Lalu saya mencoba menjawab pertanyaan soal ''apakah di dunia ini ada pengusaha yang baik''.
"Tidak banyak. Tapi ada," jawab saya.
"Menurut saya tidak ada," katanya.
"Bagaimana bisa tidak ada?"
"Pengusaha itu harus jualan. Berarti merebut konsumennya orang lain. Bagaimana bisa disebut baik," katanya.
"Saya setuju dengan Anda kalau pengertian 'baik' sampai sejauh itu," kata saya.
"Memang untuk berbuat baik kadang perlu uang..," katanya.
Lalu saya mengutip kata-kata teman saya, seorang pengusaha Tionghoa, yang tidak pernah saya lupa. Kali ini saya ucapkan agak pelan agar ia mencerna dengan baik: "Tuhan itu baik. Tapi hanya uang yang bisa membuat orang mengatakan Tuhan itu baik."
Ia tampak serius memikirkan kata-kata itu. Merenungkannya. Lalu mengangguk-angguk.
"Iya sih, untuk berbuat baik perlu uang..." katanya.
Di gereja, kata saya, soal ini juga jadi perdebatan yang seru. Memberi pelayanan dulu atau punya uang dulu.

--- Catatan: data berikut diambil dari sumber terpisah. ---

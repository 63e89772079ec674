//! Application Context
//!
//! Shared handles provided via Leptos Context API. Page state stays local to
//! each page; only config, toasts and services are shared.

use leptos::prelude::*;

use crate::config::SiteConfig;
use crate::services::Services;
use crate::toast::Toaster;

#[derive(Clone)]
pub struct AppContext {
    pub config: SiteConfig,
    pub toaster: Toaster,
    pub services: Services,
}

impl AppContext {
    pub fn new(config: SiteConfig, services: Services) -> Self {
        let toaster = Toaster::new(config.toast_lifetime_ms);
        Self {
            config,
            toaster,
            services,
        }
    }
}

/// Get the app context
pub fn use_app_context() -> AppContext {
    expect_context::<AppContext>()
}
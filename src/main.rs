#![allow(warnings)]
//! FLARE Alert Frontend Entry Point

mod app;
mod browser;
mod catalog;
mod components;
mod config;
mod contact;
mod context;
mod models;
mod nav;
mod pages;
mod pricing;
mod services;
mod toast;
mod workflow;

use app::App;
use leptos::prelude::*;

fn main() {
    console_error_panic_hook::set_once();
    tracing_wasm::set_as_global_default();
    mount_to_body(App);
}
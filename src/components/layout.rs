//! Navigation Shell
//!
//! Sticky header with the link list, a slide-in mobile menu and the emergency
//! action, plus the footer. Wraps every routed page.

use leptos::prelude::*;
use leptos_router::hooks::use_location;

use crate::catalog::NAVIGATION;
use crate::components::EmergencyButton;
use crate::context::use_app_context;
use crate::nav;

const LOGO_SRC: &str = "/public/logo.png";

/// Header + page + footer
#[component]
pub fn Layout(children: Children) -> impl IntoView {
    view! {
        <div class="min-h-screen bg-background">
            <SiteHeader />
            <main class="flex-1">{children()}</main>
            <SiteFooter />
        </div>
    }
}

#[component]
pub fn SiteHeader() -> impl IntoView {
    let ctx = use_app_context();
    let brand = ctx.config.brand_name.clone();
    let tagline = ctx.config.tagline.clone();
    let pathname = use_location().pathname;
    let (menu_open, set_menu_open) = signal(false);

    view! {
        <header class="site-header">
            <div class="container flex h-16 items-center">
                // Desktop: logo + links
                <div class="mr-4 hidden md:flex">
                    <a href="/" class="brand mr-6 flex items-center space-x-3">
                        <img src=LOGO_SRC alt=format!("{} Logo", brand) class="h-10 w-10" />
                        <div class="hidden sm:block">
                            <span class="font-bold text-lg block">{brand.clone()}</span>
                            <span class="text-xs text-muted-foreground">{tagline.clone()}</span>
                        </div>
                    </a>
                    <nav class="flex items-center space-x-6 text-sm font-medium">
                        {NAVIGATION.iter().map(|item| {
                            view! {
                                <a
                                    href=item.path
                                    class=move || nav::link_class(item, &pathname.get())
                                >
                                    {item.label}
                                </a>
                            }
                        }).collect_view()}
                    </nav>
                </div>

                // Mobile menu toggle
                <button
                    class="menu-toggle md:hidden"
                    on:click=move |_| set_menu_open.update(|open| *open = !*open)
                >
                    <span aria-hidden="true">"☰"</span>
                    <span class="sr-only">"Toggle Menu"</span>
                </button>

                <div class="flex flex-1 items-center justify-between space-x-2 md:justify-end">
                    <div class="w-full flex-1 md:w-auto md:flex-none">
                        <a href="/" class="brand flex items-center space-x-2 md:hidden">
                            <img src=LOGO_SRC alt="" class="h-8 w-8" />
                            <span class="font-bold text-sm">{brand.clone()}</span>
                        </a>
                    </div>
                    <nav class="flex items-center space-x-3">
                        <span class="badge badge-secondary hidden sm:inline-flex">"Safety Tech"</span>
                        <EmergencyButton />
                    </nav>
                </div>
            </div>

            // Mobile overlay
            <Show when=move || menu_open.get()>
                <div class="mobile-overlay md:hidden" on:click=move |_| set_menu_open.set(false)></div>
                <aside class="mobile-panel md:hidden">
                    <a href="/" class="brand flex items-center space-x-3" on:click=move |_| set_menu_open.set(false)>
                        <img src=LOGO_SRC alt="" class="h-8 w-8" />
                        <div>
                            <span class="font-bold block">{brand.clone()}</span>
                            <span class="text-xs text-muted-foreground">{tagline.clone()}</span>
                        </div>
                    </a>
                    {move || nav::active_item(&pathname.get()).map(|item| view! {
                        <p class="mt-4 pl-6 text-xs text-muted-foreground">
                            "Viewing: "<span class="font-medium">{item.label}</span>
                        </p>
                    })}
                    <div class="my-4 flex flex-col space-y-3 pl-6">
                        {NAVIGATION.iter().map(|item| {
                            view! {
                                <a
                                    href=item.path
                                    class=move || nav::link_class(item, &pathname.get())
                                    on:click=move |_| set_menu_open.set(false)
                                >
                                    <div class="flex items-center space-x-3 p-2 rounded-lg">
                                        <span class="icon">{item.icon.glyph()}</span>
                                        <span>{item.label}</span>
                                    </div>
                                </a>
                            }
                        }).collect_view()}
                    </div>
                </aside>
            </Show>
        </header>
    }
}

#[component]
pub fn SiteFooter() -> impl IntoView {
    let ctx = use_app_context();
    let line = format!("{} - Where Safety Meets Technology", ctx.config.brand_name);

    view! {
        <footer class="site-footer border-t py-6 md:py-0">
            <div class="container flex flex-col items-center justify-between gap-4 md:h-24 md:flex-row">
                <div class="flex items-center gap-2">
                    <span class="icon text-primary">"🛡"</span>
                    <p class="text-sm text-muted-foreground">{line}</p>
                </div>
                <div class="flex items-center space-x-4">
                    <button class="btn btn-ghost btn-sm">"Privacy"</button>
                    <button class="btn btn-ghost btn-sm">"Terms"</button>
                    <button class="btn btn-ghost btn-sm">"Support"</button>
                </div>
            </div>
        </footer>
    }
}
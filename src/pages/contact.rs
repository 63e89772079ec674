//! Contact Page
//!
//! Inquiry form bound field-by-field to a `ContactFormState` store, plus
//! contact details and resource links.

use leptos::prelude::*;
use leptos::task::spawn_local;
use reactive_stores::Store;

use crate::catalog::{CONTACT_INFO, INQUIRY_TYPES, RESOURCES, SOCIAL_LINKS};
use crate::components::{Badge, BadgeVariant, Card};
use crate::contact::{
    settle_submit, ContactField, ContactFormState, ContactFormStateStoreFields,
    ContactFormStoreFields, FormError, FormPhase,
};
use crate::context::use_app_context;

#[component]
pub fn ContactPage() -> impl IntoView {
    let ctx = use_app_context();
    let toaster = ctx.toaster;
    let inquiries = ctx.services.inquiries.clone();
    let store = Store::new(ContactFormState::default());

    let set_field = move |field: ContactField, value: String| store.write().set(field, value);
    let submitting = move || store.phase().get() == FormPhase::Submitting;

    let on_submit = move |ev: leptos::ev::SubmitEvent| {
        ev.prevent_default();
        let result = store.write().begin_submit();
        let submission = match result {
            Ok(submission) => submission,
            Err(FormError::AlreadySubmitting) => return,
            Err(e) => {
                tracing::warn!("contact form incomplete: {}", e);
                toaster.error("Missing information", e.to_string());
                return;
            }
        };

        tracing::info!(inquiry_type = %submission.inquiry_type, "sending inquiry");
        let inquiries = inquiries.clone();
        spawn_local(async move {
            match inquiries.send(&submission).await {
                Ok(()) => {
                    if !settle_submit(store, true) {
                        tracing::debug!("contact page left before the inquiry finished");
                    }
                    toaster.info(
                        "Message Sent!",
                        "Thank you for your inquiry. We'll get back to you within 24 hours.",
                    );
                }
                Err(e) => {
                    tracing::error!("inquiry failed: {}", e);
                    settle_submit(store, false);
                    toaster.error("Message not sent", e.to_string());
                }
            }
        });
    };

    view! {
        <div class="container py-8">
            <div class="mb-8 text-center">
                <h1 class="text-3xl font-bold mb-2">"Get in Touch"</h1>
                <p class="text-muted-foreground text-lg max-w-2xl mx-auto">
                    "Ready to enhance safety with AI? Let's discuss how FLARE Alert can protect your organization."
                </p>
            </div>

            <div class="grid grid-cols-1 lg:grid-cols-3 gap-8">
                // Form
                <div class="lg:col-span-2">
                    <Card>
                        <h2 class="card-title">"💬 Send us a Message"</h2>
                        <p class="card-description">
                            "Fill out the form below and we'll get back to you as soon as possible"
                        </p>
                        <form class="space-y-4" on:submit=on_submit>
                            <div class="grid grid-cols-1 md:grid-cols-2 gap-4">
                                <div>
                                    <label class="label" for="name">"Full Name *"</label>
                                    <input
                                        id="name"
                                        class="input"
                                        placeholder="Your full name"
                                        required
                                        prop:value=move || store.form().name().get()
                                        on:input=move |ev| set_field(ContactField::Name, event_target_value(&ev))
                                    />
                                </div>
                                <div>
                                    <label class="label" for="email">"Email Address *"</label>
                                    <input
                                        id="email"
                                        type="email"
                                        class="input"
                                        placeholder="your.email@company.com"
                                        required
                                        prop:value=move || store.form().email().get()
                                        on:input=move |ev| set_field(ContactField::Email, event_target_value(&ev))
                                    />
                                </div>
                            </div>

                            <div class="grid grid-cols-1 md:grid-cols-2 gap-4">
                                <div>
                                    <label class="label" for="company">"Company/Organization"</label>
                                    <input
                                        id="company"
                                        class="input"
                                        placeholder="Your company name"
                                        prop:value=move || store.form().company().get()
                                        on:input=move |ev| set_field(ContactField::Company, event_target_value(&ev))
                                    />
                                </div>
                                <div>
                                    <label class="label" for="role">"Your Role"</label>
                                    <input
                                        id="role"
                                        class="input"
                                        placeholder="e.g. Safety Manager, CTO"
                                        prop:value=move || store.form().role().get()
                                        on:input=move |ev| set_field(ContactField::Role, event_target_value(&ev))
                                    />
                                </div>
                            </div>

                            <div>
                                <label class="label" for="inquiry-type">"Inquiry Type"</label>
                                <select
                                    id="inquiry-type"
                                    class="select"
                                    prop:value=move || store.form().inquiry_type().get()
                                    on:change=move |ev| set_field(ContactField::InquiryType, event_target_value(&ev))
                                >
                                    <option value="" disabled>"Select inquiry type"</option>
                                    {INQUIRY_TYPES.iter().map(|(value, label)| view! {
                                        <option value=*value>{*label}</option>
                                    }).collect_view()}
                                </select>
                            </div>

                            <div>
                                <label class="label" for="subject">"Subject *"</label>
                                <input
                                    id="subject"
                                    class="input"
                                    placeholder="Brief description of your inquiry"
                                    required
                                    prop:value=move || store.form().subject().get()
                                    on:input=move |ev| set_field(ContactField::Subject, event_target_value(&ev))
                                />
                            </div>

                            <div>
                                <label class="label" for="message">"Message *"</label>
                                <textarea
                                    id="message"
                                    class="textarea min-h-[120px]"
                                    placeholder="Tell us more about your needs, questions, or how we can help..."
                                    required
                                    prop:value=move || store.form().message().get()
                                    on:input=move |ev| set_field(ContactField::Message, event_target_value(&ev))
                                ></textarea>
                            </div>

                            <button type="submit" class="btn btn-emergency w-full" disabled=submitting>
                                <span class=move || if submitting() { "icon animate-pulse" } else { "icon" }>"➤"</span>
                                {move || if submitting() { "Sending..." } else { "Send Message" }}
                            </button>
                        </form>
                    </Card>
                </div>

                // Sidebar
                <div class="space-y-6">
                    <Card>
                        <h2 class="card-title">"Contact Information"</h2>
                        <p class="card-description">"Multiple ways to reach our team"</p>
                        <div class="space-y-4">
                            {CONTACT_INFO.iter().map(|info| view! {
                                <div class="flex items-start gap-3">
                                    <div class="icon-tile">{info.icon}</div>
                                    <div>
                                        <div class="font-semibold">{info.label}</div>
                                        <div class="text-sm font-medium text-primary">{info.value}</div>
                                        <div class="text-xs text-muted-foreground">{info.note}</div>
                                    </div>
                                </div>
                            }).collect_view()}
                        </div>
                    </Card>

                    <Card>
                        <h2 class="card-title">"Follow Us"</h2>
                        <p class="card-description">"Stay updated with our latest developments"</p>
                        <div class="space-y-3">
                            {SOCIAL_LINKS.iter().map(|(platform, label, url, description)| view! {
                                <a
                                    href=*url
                                    target="_blank"
                                    rel="noopener noreferrer"
                                    class="btn btn-ghost w-full justify-start"
                                >
                                    <span class="icon mr-3">{platform.glyph()}</span>
                                    <div class="text-left">
                                        <div class="font-medium">{*label}</div>
                                        <div class="text-xs text-muted-foreground">{*description}</div>
                                    </div>
                                </a>
                            }).collect_view()}
                        </div>
                    </Card>

                    <Card>
                        <h2 class="card-title">"Quick Actions"</h2>
                        <p class="card-description">"Common requests and resources"</p>
                        <div class="space-y-3">
                            <button class="btn btn-outline w-full justify-between">
                                "Emergency Support"
                                <Badge variant=BadgeVariant::Destructive>"24/7"</Badge>
                            </button>
                            <button class="btn btn-outline w-full justify-between">
                                "Technical Documentation" <span class="icon">"→"</span>
                            </button>
                            <button class="btn btn-outline w-full justify-between">
                                "API Integration Guide" <span class="icon">"→"</span>
                            </button>
                        </div>
                    </Card>
                </div>
            </div>

            <div class="mt-12">
                <h2 class="text-2xl font-bold mb-6 text-center">"Resources & Next Steps"</h2>
                <div class="grid grid-cols-1 md:grid-cols-3 gap-6">
                    {RESOURCES.iter().map(|resource| view! {
                        <Card class="group text-center">
                            <div class="icon-tile round mx-auto mb-4">{resource.icon}</div>
                            <h3 class="text-lg font-semibold">{resource.label}</h3>
                            <p class="card-description">{resource.note}</p>
                            <button class="btn btn-outline w-full">
                                {resource.value} <span class="icon ml-2">"→"</span>
                            </button>
                        </Card>
                    }).collect_view()}
                </div>
            </div>

            <Card class="mt-8 cta text-center">
                <div class="icon-tile round mx-auto mb-4">"🛡"</div>
                <h2 class="text-2xl font-bold mb-4">"Ready to Get Started?"</h2>
                <p class="text-muted-foreground mb-6 max-w-2xl mx-auto">
                    "Join hundreds of organizations already using FLARE Alert to enhance their safety protocols and emergency response capabilities."
                </p>
                <div class="flex flex-col sm:flex-row gap-4 justify-center">
                    <button class="btn btn-emergency btn-lg">"👥 Schedule Demo"</button>
                    <button class="btn btn-outline btn-lg">"📄 Download Brochure"</button>
                </div>
            </Card>
        </div>
    }
}
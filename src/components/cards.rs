//! Card Components
//!
//! Small presentational building blocks shared by the pages.

use leptos::prelude::*;

use crate::models::Stat;

/// Bordered content panel
#[component]
pub fn Card(
    #[prop(optional)] class: &'static str,
    children: Children,
) -> impl IntoView {
    view! {
        <div class=format!("card {}", class)>{children()}</div>
    }
}

/// Figure with label, note and icon. `note_suffix` follows the highlighted note.
#[component]
pub fn StatCard(
    stat: &'static Stat,
    #[prop(optional)] note_suffix: &'static str,
) -> impl IntoView {
    view! {
        <div class="card stat-card">
            <div class="flex items-center justify-between pb-2">
                <span class="text-sm font-medium">{stat.label}</span>
                <span class="icon text-muted-foreground">{stat.icon}</span>
            </div>
            <div class="text-2xl font-bold">{stat.value}</div>
            <p class="text-xs text-muted-foreground">
                <span class="text-success">{stat.note}</span>
                {note_suffix}
            </p>
        </div>
    }
}

#[derive(Debug, Clone, Copy, Default, PartialEq, Eq)]
pub enum BadgeVariant {
    #[default]
    Default,
    Secondary,
    Outline,
    Destructive,
}

impl BadgeVariant {
    fn class(self) -> &'static str {
        match self {
            BadgeVariant::Default => "badge",
            BadgeVariant::Secondary => "badge badge-secondary",
            BadgeVariant::Outline => "badge badge-outline",
            BadgeVariant::Destructive => "badge badge-destructive",
        }
    }
}

#[component]
pub fn Badge(
    #[prop(optional)] variant: BadgeVariant,
    children: Children,
) -> impl IntoView {
    view! {
        <span class=variant.class()>{children()}</span>
    }
}

/// Horizontal bar filled to `percent` (clamped to 100)
#[component]
pub fn ProgressBar(#[prop(into)] percent: Signal<u8>) -> impl IntoView {
    let width = move || format!("width: {}%", percent.get().min(100));
    view! {
        <div class="progress">
            <div class="progress-fill" style=width></div>
        </div>
    }
}

fn check_mark(positive: bool) -> (&'static str, &'static str) {
    if positive {
        ("✓", "text-success")
    } else {
        ("✗", "text-muted-foreground")
    }
}

/// List row with a check or cross mark
#[component]
pub fn CheckItem(
    text: &'static str,
    #[prop(default = true)] positive: bool,
) -> impl IntoView {
    let (mark, class) = check_mark(positive);
    view! {
        <li class="flex items-center text-sm">
            <span class=format!("icon mr-2 {}", class)>{mark}</span>
            <span>{text}</span>
        </li>
    }
}

#[cfg(test)]
mod tests {
    use super::*;

    #[test]
    fn test_check_mark_variants() {
        assert_eq!(check_mark(true), ("✓", "text-success"));
        assert_eq!(check_mark(false), ("✗", "text-muted-foreground"));
    }
}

Saya pun menyebut beberapa nama gereja yang begitu aktif mencari uang. Alasannya: agar bisa memberikan pelayanan lebih baik.
Ia lantas bicara soal uang. "Untuk apa uang. Untuk apa tidak habis-habisnya mencari uang?"
Saya merasa pertanyaan itu untuk saya pribadi. Maka saya harus menjawabnya jujur.
"Saya juga tidak tahu untuk apa uang. Bahkan saya juga tidak tahu untuk apa kerja mati-matian siang malam".